West Jet has a Blue Tag Thursday 4th of July deal until 2pm MT today!
30% off flights, 
We grabbed $356, $371 & $387 per family - round trip out of Toronto.

Sucks it went up $15 each time but still under $400.
If you book above flights not using the "Blue Tag" deal it rings in at $489 per person.

Thank God I checked web page in the evening, or I would have missed it.
Now just need the days to tick down!!


----------



## Donald - my hero

Gotta put my 2 cents in here ... we had tons of Airmiles in our account so ... cost was only the taxes  Also had enough to cover the rental car for 2 weeks, 2 two-day Park to Park tickets to Universal (hubby is a HP geek) AND hotel the night we arrive (flight gets in a midnight).
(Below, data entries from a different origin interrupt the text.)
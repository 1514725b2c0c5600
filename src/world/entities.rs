//! Entity records and the type-keyed registry.
//!
//! An entity is a common record (`id`) around a tagged body. Per-kind behaviour
//! dispatches on the body variant instead of an inheritance chain.

use std::collections::HashMap;

use serde::{Deserialize, Serialize};

use crate::simulation::agent::Agent;
use crate::simulation::fauna::{Animal, Food};
use crate::world::coords::Position;

/// Registry-assigned, never reused within a world.
#[derive(Clone, Copy, Debug, PartialEq, Eq, Hash, PartialOrd, Ord, Serialize, Deserialize)]
pub struct EntityId(pub u64);

impl std::fmt::Display for EntityId {
    fn fmt(&self, f: &mut std::fmt::Formatter<'_>) -> std::fmt::Result {
        write!(f, "#{}", self.0)
    }
}

#[derive(Clone, Copy, Debug, PartialEq, Eq, Hash, PartialOrd, Ord, Serialize, Deserialize)]
pub enum EntityKind {
    Agent,
    Animal,
    Food,
}

impl EntityKind {
    pub fn all() -> &'static [EntityKind] {
        &[EntityKind::Agent, EntityKind::Animal, EntityKind::Food]
    }

    pub fn name(&self) -> &'static str {
        match self {
            EntityKind::Agent => "agent",
            EntityKind::Animal => "animal",
            EntityKind::Food => "food",
        }
    }
}

#[derive(Clone, Debug)]
pub enum EntityBody {
    Agent(Box<Agent>),
    Animal(Animal),
    Food(Food),
}

#[derive(Clone, Debug)]
pub struct Entity {
    pub id: EntityId,
    pub body: EntityBody,
}

impl Entity {
    pub fn kind(&self) -> EntityKind {
        match self.body {
            EntityBody::Agent(_) => EntityKind::Agent,
            EntityBody::Animal(_) => EntityKind::Animal,
            EntityBody::Food(_) => EntityKind::Food,
        }
    }

    pub fn position(&self) -> Position {
        match &self.body {
            EntityBody::Agent(agent) => agent.position,
            EntityBody::Animal(animal) => animal.position,
            EntityBody::Food(food) => food.position,
        }
    }

    pub fn size(&self) -> f32 {
        match &self.body {
            EntityBody::Agent(agent) => agent.size,
            EntityBody::Animal(animal) => animal.size,
            EntityBody::Food(_) => 0.5,
        }
    }

    pub fn as_agent(&self) -> Option<&Agent> {
        match &self.body {
            EntityBody::Agent(agent) => Some(agent),
            _ => None,
        }
    }

    pub fn as_animal(&self) -> Option<&Animal> {
        match &self.body {
            EntityBody::Animal(animal) => Some(animal),
            _ => None,
        }
    }

    pub fn as_animal_mut(&mut self) -> Option<&mut Animal> {
        match &mut self.body {
            EntityBody::Animal(animal) => Some(animal),
            _ => None,
        }
    }

    pub fn as_food(&self) -> Option<&Food> {
        match &self.body {
            EntityBody::Food(food) => Some(food),
            _ => None,
        }
    }
}

/// Live entities grouped by kind. Order within a kind is not significant:
/// removal swaps the last entity into the hole.
#[derive(Clone, Debug, Default)]
pub struct EntityRegistry {
    by_kind: HashMap<EntityKind, Vec<Entity>>,
    next_id: u64,
}

impl EntityRegistry {
    pub fn new() -> Self {
        Self::default()
    }

    /// Hand out the next id. Ids are monotonic and start at 1.
    pub fn allocate_id(&mut self) -> EntityId {
        self.next_id += 1;
        EntityId(self.next_id)
    }

    pub fn insert(&mut self, entity: Entity) {
        self.by_kind.entry(entity.kind()).or_default().push(entity);
    }

    pub fn remove(&mut self, id: EntityId) -> Option<Entity> {
        for list in self.by_kind.values_mut() {
            if let Some(idx) = list.iter().position(|e| e.id == id) {
                return Some(list.swap_remove(idx));
            }
        }
        None
    }

    pub fn get(&self, id: EntityId) -> Option<&Entity> {
        self.by_kind.values().flatten().find(|e| e.id == id)
    }

    pub fn get_mut(&mut self, id: EntityId) -> Option<&mut Entity> {
        self.by_kind.values_mut().flatten().find(|e| e.id == id)
    }

    pub fn contains(&self, id: EntityId) -> bool {
        self.get(id).is_some()
    }

    pub fn of_kind(&self, kind: EntityKind) -> &[Entity] {
        self.by_kind.get(&kind).map(Vec::as_slice).unwrap_or(&[])
    }

    pub fn iter(&self) -> impl Iterator<Item = &Entity> {
        EntityKind::all().iter().flat_map(move |kind| self.of_kind(*kind).iter())
    }

    /// Ids of one kind, sorted, for iteration that mutates the registry.
    pub fn ids(&self, kind: EntityKind) -> Vec<EntityId> {
        let mut ids: Vec<EntityId> = self.of_kind(kind).iter().map(|e| e.id).collect();
        ids.sort();
        ids
    }

    pub fn count(&self, kind: EntityKind) -> usize {
        self.of_kind(kind).len()
    }

    pub fn len(&self) -> usize {
        self.by_kind.values().map(Vec::len).sum()
    }

    pub fn is_empty(&self) -> bool {
        self.len() == 0
    }
}

#[cfg(test)]
mod tests {
    use super::*;
    use crate::simulation::fauna::FoodKind;

    fn food(registry: &mut EntityRegistry, x: f32) -> Entity {
        Entity {
            id: registry.allocate_id(),
            body: EntityBody::Food(Food::new(Position::new(x, 0.0), FoodKind::Fruit, 10.0)),
        }
    }

    #[test]
    fn test_ids_are_monotonic() {
        let mut registry = EntityRegistry::new();
        let a = registry.allocate_id();
        let b = registry.allocate_id();
        assert!(b > a);
        assert_eq!(a, EntityId(1));
    }

    #[test]
    fn test_insert_get_remove() {
        let mut registry = EntityRegistry::new();
        let first = food(&mut registry, 1.0);
        let second = food(&mut registry, 2.0);
        let (id1, id2) = (first.id, second.id);
        registry.insert(first);
        registry.insert(second);

        assert_eq!(registry.count(EntityKind::Food), 2);
        assert_eq!(registry.count(EntityKind::Agent), 0);
        assert_eq!(registry.get(id2).map(|e| e.position().x), Some(2.0));

        let removed = registry.remove(id1).unwrap();
        assert_eq!(removed.kind(), EntityKind::Food);
        assert!(!registry.contains(id1));
        assert!(registry.contains(id2));
        assert!(registry.remove(id1).is_none());
        assert_eq!(registry.len(), 1);
    }
}
//! Agent simulation on top of the chunked world.
//!
//! # Module Structure
//!
//! - `needs`: hunger, thirst and energy with decay and clamping
//! - `memory`: per-agent record of observed chunks and resource tiles
//! - `pathfinding`: bounded A* with line-of-sight path compaction
//! - `tasks`: prioritised, interruptible, linked tasks and the task queue
//! - `actions`: what each task does per tick
//! - `agent`: decision logic, steering and the per-agent update
//! - `inventory`: carried items
//! - `fauna`: animals, food and the spawn pass
//! - `simulation`: the fixed-step tick loop

pub mod actions;
pub mod agent;
pub mod fauna;
pub mod inventory;
pub mod memory;
pub mod needs;
pub mod pathfinding;
pub mod simulation;
pub mod tasks;

pub use actions::{Action, ActionContext, ActionStatus};
pub use agent::{Agent, AgentSnapshot, Steering};
pub use fauna::{spawn_pass, Animal, Food, FoodKind, SpawnReport};
pub use inventory::{Inventory, Item};
pub use memory::{ResourceSite, SpatialMemory};
pub use needs::{Need, Needs};
pub use pathfinding::{a_star, GridPath, PathOutcome, Pathfinder};
pub use simulation::{Simulation, SimulationStats};
pub use tasks::{create_linked_tasks, StepReport, Task, TaskQueue, TaskState};
//! Wildlife and food on the ground.
//!
//! Animals wander between random nearby tiles and graze the grass they
//! stand on. Food is inert until something eats it. Both are spawned by a
//! periodic pass that caps how many of each a chunk may hold.

use rand::{Rng, SeedableRng};
use rand_chacha::ChaCha8Rng;
use serde::{Deserialize, Serialize};
use tracing::{debug, trace};

use crate::biomes::Biome;
use crate::config::SpawnParams;
use crate::world::{ChunkPos, EntityBody, EntityKind, Position, TilePos, World};

/// Furthest an animal strays per leg, in tiles
const WANDER_RADIUS: i32 = 4;

#[derive(Clone, Copy, Debug, PartialEq, Eq, Serialize, Deserialize)]
pub enum FoodKind {
    /// Picked from forests
    Fruit,
    /// Left behind by a killed animal
    Meat,
}

impl FoodKind {
    pub fn name(&self) -> &'static str {
        match self {
            FoodKind::Fruit => "fruit",
            FoodKind::Meat => "meat",
        }
    }
}

#[derive(Clone, Debug, PartialEq)]
pub struct Food {
    pub position: Position,
    pub kind: FoodKind,
    /// Hunger restored when eaten
    pub nutrition: f32,
}

impl Food {
    pub fn new(position: Position, kind: FoodKind, nutrition: f32) -> Self {
        Self { position, kind, nutrition }
    }
}

#[derive(Clone, Debug)]
pub struct Animal {
    pub position: Position,
    pub size: f32,
    pub speed: f32,
    pub health: f32,
    pub max_health: f32,
    /// Tile the animal is currently walking to
    pub target: Option<TilePos>,
    rng: ChaCha8Rng,
}

impl Animal {
    pub fn new(position: Position, params: &SpawnParams, seed: u64) -> Self {
        Self {
            position,
            size: params.animal_size,
            speed: params.animal_speed,
            health: params.animal_health,
            max_health: params.animal_health,
            target: None,
            rng: ChaCha8Rng::seed_from_u64(seed),
        }
    }

    /// Graze the current tile, then take one step of the wander.
    pub fn update(&mut self, world: &mut World, params: &SpawnParams, dt: f32) {
        let here = self.position.tile();
        let tile = world.tile_mut(here);
        if tile.biome == Biome::Plains {
            tile.take_resource(params.graze_rate * dt);
        }

        let target = match self.target {
            Some(target) => target,
            None => {
                let candidate = here.offset(
                    self.rng.gen_range(-WANDER_RADIUS..=WANDER_RADIUS),
                    self.rng.gen_range(-WANDER_RADIUS..=WANDER_RADIUS),
                );
                if candidate == here || !world.tile(candidate).biome.is_valid_destination() {
                    return;
                }
                self.target = Some(candidate);
                candidate
            }
        };

        let goal = target.center();
        let distance = self.position.distance(goal);
        if distance <= 0.1 {
            self.target = None;
            return;
        }
        let step = (self.speed * dt).min(distance);
        let next = Position::new(
            self.position.x + (goal.x - self.position.x) / distance * step,
            self.position.y + (goal.y - self.position.y) / distance * step,
        );
        if next.tile() != here && !world.tile(next.tile()).is_passable() {
            self.target = None;
            return;
        }
        self.position = next;
    }
}

/// What one spawn pass added.
#[derive(Clone, Copy, Debug, Default, PartialEq, Eq)]
pub struct SpawnReport {
    pub food: usize,
    pub animals: usize,
}

/// Roll food and animal spawns for every loaded chunk, in chunk order.
/// Fruit appears on Forest tiles and animals on free Plains tiles, each
/// only while the chunk is under its cap.
pub fn spawn_pass(world: &mut World) -> SpawnReport {
    let params = world.config().spawn.clone();
    let mut report = SpawnReport::default();

    for pos in world.loaded_positions() {
        let (roll_food, roll_animal, seed) = {
            let rng = world.rng();
            (
                rng.gen_bool(params.food_chance.clamp(0.0, 1.0)),
                rng.gen_bool(params.animal_chance.clamp(0.0, 1.0)),
                rng.gen::<u64>(),
            )
        };
        let Some(chunk) = world.chunk(pos) else {
            continue;
        };
        let food_room = chunk.entity_count(EntityKind::Food) < params.max_food_per_chunk;
        let animal_room = chunk.entity_count(EntityKind::Animal) < params.max_animals_per_chunk;

        if roll_food && food_room {
            if let Some(tile) = pick_tile(world, pos, Biome::Forest) {
                let fruit = Food::new(tile.center(), FoodKind::Fruit, params.fruit_nutrition);
                world.add_entity(EntityBody::Food(fruit));
                report.food += 1;
            }
        }
        if roll_animal && animal_room {
            if let Some(tile) = pick_tile(world, pos, Biome::Plains) {
                let animal = Animal::new(tile.center(), &params, seed);
                world.add_entity(EntityBody::Animal(animal));
                report.animals += 1;
            }
        }
    }

    if report != SpawnReport::default() {
        debug!(food = report.food, animals = report.animals, "spawn pass");
    }
    report
}

/// A random unoccupied tile of `biome` in a loaded chunk.
fn pick_tile(world: &mut World, pos: ChunkPos, biome: Biome) -> Option<TilePos> {
    let candidates: Vec<TilePos> = {
        let chunk = world.chunk(pos)?;
        chunk
            .biome_tiles(biome)
            .copied()
            .filter(|&t| chunk.tile(t).is_some_and(|tile| tile.present.is_none()))
            .collect()
    };
    if candidates.is_empty() {
        trace!(chunk = %pos, biome = biome.name(), "no free tile to spawn on");
        return None;
    }
    let index = world.rng().gen_range(0..candidates.len());
    Some(candidates[index])
}

#[cfg(test)]
mod tests {
    use super::*;
    use crate::biomes::BiomeBand;
    use crate::config::SimConfig;

    fn world_of(biome: Biome) -> World {
        let mut config = SimConfig::with_seed(17);
        config.world.chunk_size = 8;
        config.world.biomes = vec![BiomeBand::new(biome, -1.0, 1.01)];
        config.spawn.food_chance = 1.0;
        config.spawn.animal_chance = 1.0;
        World::new(config).unwrap()
    }

    #[test]
    fn test_spawns_respect_biomes() {
        let mut world = world_of(Biome::Forest);
        world.load_chunks_around(0.0, 0.0, 0);
        let report = spawn_pass(&mut world);
        assert_eq!(report, SpawnReport { food: 1, animals: 0 });

        let mut world = world_of(Biome::Plains);
        world.load_chunks_around(0.0, 0.0, 0);
        let report = spawn_pass(&mut world);
        assert_eq!(report, SpawnReport { food: 0, animals: 1 });
        let animal = &world.entities().of_kind(EntityKind::Animal)[0];
        assert_eq!(world.biome_at(animal.position().tile()), Biome::Plains);
    }

    #[test]
    fn test_spawns_are_capped_per_chunk() {
        let mut world = world_of(Biome::Forest);
        world.load_chunks_around(0.0, 0.0, 1);
        for _ in 0..20 {
            spawn_pass(&mut world);
        }
        let cap = world.config().spawn.max_food_per_chunk;
        assert_eq!(world.entities().count(EntityKind::Food), cap * 9);
        for pos in world.loaded_positions() {
            assert_eq!(world.chunk(pos).unwrap().entity_count(EntityKind::Food), cap);
        }
    }

    #[test]
    fn test_spawning_is_deterministic() {
        let run = || {
            let mut config = SimConfig::with_seed(3);
            config.world.chunk_size = 8;
            config.spawn.food_chance = 0.5;
            config.spawn.animal_chance = 0.5;
            let mut world = World::new(config).unwrap();
            world.load_chunks_around(0.0, 0.0, 2);
            for _ in 0..5 {
                spawn_pass(&mut world);
            }
            world
                .entities()
                .iter()
                .map(|e| (e.id, e.kind(), e.position().tile()))
                .collect::<std::collections::BTreeSet<_>>()
        };
        assert_eq!(run(), run());
    }

    #[test]
    fn test_animal_grazes_and_stays_on_land() {
        let mut world = world_of(Biome::Plains);
        let params = world.config().spawn.clone();
        let pond = TilePos::new(2, 0);
        world.set_biome(pond, Biome::Water);
        let mut animal = Animal::new(Position::new(0.5, 0.5), &params, 6);

        let start_grass = world.tile(TilePos::new(0, 0)).resource;
        for _ in 0..500 {
            animal.update(&mut world, &params, 0.1);
            assert_ne!(animal.position.tile(), pond);
        }
        assert!(world.tile(TilePos::new(0, 0)).resource < start_grass);
        assert!(animal.position.distance(Position::new(0.5, 0.5)) > 0.0);
    }
}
Have done the trek to Buffalo before to catch Southwest but don't feel comfy enough leaving the car in a parking lot for the 2 weeks this time since it is new! So catching the local airport shuttle and leaving it in the driveway!!

Hope everyone has a great holiday!!


----------



## monaleigh70

DH and I paid 616.00 for 2 nonstop return fares from Buffalo to MCO on Southwest from Nov 14-21, 2014.  That's a really great price considering other airlines from YYZ were upwards of 980.00!  And you still have to pay a baggage fee on top of that.  I also had a SW credit of 230.00 which brought the price down considerably, too.  

Depending on flight times we will drive there the night before and stay in a hotel that offers room and parking with shuttle to airport and back for less than 100.00.  We have never had a problem with parking our vehicle there, well, maybe finding it, when there is a snowfall!  If we are on a cruise then it's always the night before.


----------



## pixie_mtl

I bought two tickets end of May at $396. Flying out of Syracuse to Orlando in September (direct flight both ways)


----------



## Harlie

We just paid 1400 for 5 of us Minneapolis to Orlando with spirit airline in February!


----------



## chelseabun76

We paid over $2000 for 3 of us (taxes, etc. included), Winnipeg to MCO, non-stop both there and back with WestJet.  I hate that the flights eat up a good amount of the budget but for as few times as we go, it's worth it.   And we don't wait around for sales, we like to book all at once so that it's done and we aren't stressing about it.  I HATE flying, so non-stop is awesome for me and I would pay any price.  Now to go and get my lorazepam. lol


----------



## Disneydaddycanada

We have been flying out of buffalo the last 3 trips. We find the cost saving is way to much vs flying out of Toronto.
We paid $1100 return for 5 people.
The endless debate is when to purchase. This year we decided to pull the trigger right on the day southwest opened up the schedule for our trip Dec 6.
The kids love it as is now a tradition to go to the cheese cake factory for lunch or dinner and do a little shopping at the walden gallery mall then fly out that evening or the next day.


----------



## Daldea

We paid about 2100 with taxes for the four us (2 adults, 2 kids and 1 infant) for direct flights through WestJet flying out of Winnipeg in November. It sickens me knowing that if we drove down to minneapolis my flights would be less than half!


----------



## JCricketismyfav

We live about an hour out of Vancouver, BC. I'm on Alaska Airlines emailing list and a few weeks ago they had flight specials.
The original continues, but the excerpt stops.